> AIM OF THE TASK
The lines to copy from the listing below are those that contain the string "HeaderMap".

> DATA PROVIDED
//! Test doubles: a scripted HTTP server and a sleeper that only records.

use std::collections::VecDeque;
use std::net::SocketAddr;
use std::sync::Arc;
use std::sync::Mutex;
use std::time::Duration;

use axum::Router;
use axum::body::Bytes;
use axum::extract::State;
use axum::response::IntoResponse;
use axum::response::Response;
use http::HeaderMap;
use http::HeaderValue;
use http::Method;
use http::StatusCode;
use http::Uri;
use http::header::CONTENT_TYPE;
use http::header::HeaderName;
use tokio::net::TcpListener;
use tokio::task::JoinHandle;

use crate::config::RepoConfig;
use crate::retry::Sleeper;

/// Records every requested delay instead of waiting.
#[derive(Debug, Clone, Default)]
pub struct RecordingSleeper {
    delays: Arc<Mutex<Vec<Duration>>>,
}

impl RecordingSleeper {
    pub fn delays(&self) -> Vec<Duration> {
        self.delays.lock().unwrap().clone()
    }
}

impl Sleeper for RecordingSleeper {
    async fn sleep(&self, duration: Duration) {
        self.delays.lock().unwrap().push(duration);
    }
}

/// A response the stub hands out, in order.
#[derive(Debug, Clone)]
pub struct Canned {
    status: StatusCode,
    headers: Vec<(HeaderName, HeaderValue)>,
    body: String,
}

impl Canned {
    pub fn json(status: u16, body: &serde_json::Value) -> Self {
        Self::text(status, &body.to_string()).header(CONTENT_TYPE, "application/json")
    }

    pub fn text(status: u16, body: &str) -> Self {
        Self {
            status: StatusCode::from_u16(status).unwrap(),
            headers: Vec::new(),
            body: body.to_string(),
        }
    }

    pub fn header(mut self, name: HeaderName, value: &str) -> Self {
        self.headers.push((name, HeaderValue::from_str(value).unwrap()));
        self
    }
}

/// A request as the stub saw it.
#[derive(Debug, Clone)]
pub struct Recorded {
    pub method: Method,
    /// Path and query, still percent-encoded.
    pub uri: String,
    pub headers: HeaderMap,
    pub body: String,
}

impl Recorded {
    pub fn json(&self) -> serde_json::Value {
        serde_json::from_str(&self.body).unwrap()
    }

    pub fn header(&self, name: &str) -> Option<&str> {
        self.headers.get(name).and_then(|v| v.to_str().ok())
    }
}

#[derive(Debug, Clone, Default)]
struct StubState {
    responses: Arc<Mutex<VecDeque<Canned>>>,
    requests: Arc<Mutex<Vec<Recorded>>>,
}

/// Local HTTP server that answers each request with the next canned
/// response and records what it received. Answers 501 once the script runs
/// out.
pub struct StubServer {
    addr: SocketAddr,
    state: StubState,
    handle: JoinHandle<()>,
}

impl StubServer {
    pub async fn start(responses: impl IntoIterator<Item = Canned>) -> Self {
        let state = StubState {
            responses: Arc::new(Mutex::new(responses.into_iter().collect())),
            requests: Arc::default(),
        };
        let app = Router::new().fallback(respond).with_state(state.clone());

        let listener = TcpListener::bind("127.0.0.1:0")
            .await
            .expect("bind stub listener");
        let addr = listener.local_addr().expect("stub listener addr");
        let handle = tokio::spawn(async move {
            axum::serve(listener, app).await.expect("run stub server");
        });

        Self {
            addr,
            state,
            handle,
        }
    }

    /// `host:port`, for `RepoConfig::host`.
    pub fn host(&self) -> String {
        self.addr.to_string()
    }

    pub fn url(&self) -> String {
        format!("http://{}", self.addr)
    }

    pub fn requests(&self) -> Vec<Recorded> {
        self.state.requests.lock().unwrap().clone()
    }

    /// A plain-http config pointing at this server.
    pub fn config(&self, owner: &str, repo: &str, branch: Option<&str>) -> RepoConfig {
        RepoConfig {
            owner: owner.into(),
            repo: repo.into(),
            protocol: "http".into(),
            host: Some(self.host()),
            username: "tester".into(),
            password: "secret".into(),
            branch: branch.map(String::from),
        }
    }
}

impl Drop for StubServer {
    fn drop(&mut self) {
        self.handle.abort();
    }
}

async fn respond(
    State(state): State<StubState>,
    method: Method,
    uri: Uri,
    headers: HeaderMap,
    body: Bytes,
) -> Response {
    state.requests.lock().unwrap().push(Recorded {
        method,
        uri: uri.to_string(),
        headers,
        body: String::from_utf8_lossy(&body).into_owned(),
    });

    let next = state.responses.lock().unwrap().pop_front();
    let Some(canned) = next else {
        return (StatusCode::NOT_IMPLEMENTED, "no canned response left").into_response();
    };
    let mut response = (canned.status, canned.body).into_response();
    for (name, value) in canned.headers {
        response.headers_mut().insert(name, value);
    }
    response
}
//! Webhook naming tables.
//!
//! Each vendor names its event header and events differently, and nests ref,
//! revision and repository identity in different places of the push payload.
//! The tables here translate canonical identifiers into the vendor's literals
//! and hand out dot-paths (e.g. `body.repository.full_name`) that the webhook
//! listener applies to its own decoded payload. Nothing here parses JSON.

use std::fmt;

/// Provider-agnostic webhook header identifiers.
#[derive(Debug, Clone, Copy, PartialEq, Eq, Hash)]
pub enum GitHeader {
    /// The header carrying the event type.
    Event,
}

impl GitHeader {
    pub const ALL: [GitHeader; 1] = [GitHeader::Event];
}

impl fmt::Display for GitHeader {
    fn fmt(&self, f: &mut fmt::Formatter<'_>) -> fmt::Result {
        match self {
            Self::Event => write!(f, "event"),
        }
    }
}

/// Provider-agnostic webhook event identifiers.
#[derive(Debug, Clone, Copy, PartialEq, Eq, Hash)]
pub enum GitEvent {
    Push,
    PullRequest,
}

impl GitEvent {
    pub const ALL: [GitEvent; 2] = [GitEvent::Push, GitEvent::PullRequest];
}

impl fmt::Display for GitEvent {
    fn fmt(&self, f: &mut fmt::Formatter<'_>) -> fmt::Result {
        match self {
            Self::Push => write!(f, "push"),
            Self::PullRequest => write!(f, "pullRequest"),
        }
    }
}

/// One vendor's webhook header names, event names and payload dot-paths.
#[derive(Debug)]
pub struct WebhookEventMap {
    pub event_header: &'static str,
    pub push_event: &'static str,
    pub pull_request_event: &'static str,
    pub ref_path: &'static str,
    pub revision_path: &'static str,
    pub repository_url_path: &'static str,
    pub repository_name_path: &'static str,
}

impl WebhookEventMap {
    pub fn header(&self, header: GitHeader) -> &'static str {
        match header {
            GitHeader::Event => self.event_header,
        }
    }

    pub fn event_name(&self, event: GitEvent) -> &'static str {
        match event {
            GitEvent::Push => self.push_event,
            GitEvent::PullRequest => self.pull_request_event,
        }
    }
}

pub static GITHUB_EVENTS: WebhookEventMap = WebhookEventMap {
    event_header: "X-GitHub-Event",
    push_event: "push",
    pull_request_event: "pull_request",
    ref_path: "body.ref",
    revision_path: "body.head_commit.id",
    repository_url_path: "body.repository.url",
    repository_name_path: "body.repository.full_name",
};

pub static GITLAB_EVENTS: WebhookEventMap = WebhookEventMap {
    event_header: "X-GitLab-Event",
    push_event: "Push Hook",
    pull_request_event: "Merge Request Hook",
    ref_path: "body.ref",
    revision_path: "body.checkout_sha",
    repository_url_path: "body.repository.git_http_url",
    repository_name_path: "body.project.path_with_namespace",
};

pub static BITBUCKET_EVENTS: WebhookEventMap = WebhookEventMap {
    event_header: "X-Event-Key",
    push_event: "repo:push",
    pull_request_event: "pullrequest:created",
    ref_path: "body.push.changes[0].new.name",
    revision_path: "body.push.changes[0].new.target.hash",
    repository_url_path: "body.repository.links.html.href",
    repository_name_path: "body.repository.full_name",
};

> RESPONSE TO THE TASK
use http::HeaderMap;
    pub headers: HeaderMap,
    headers: HeaderMap,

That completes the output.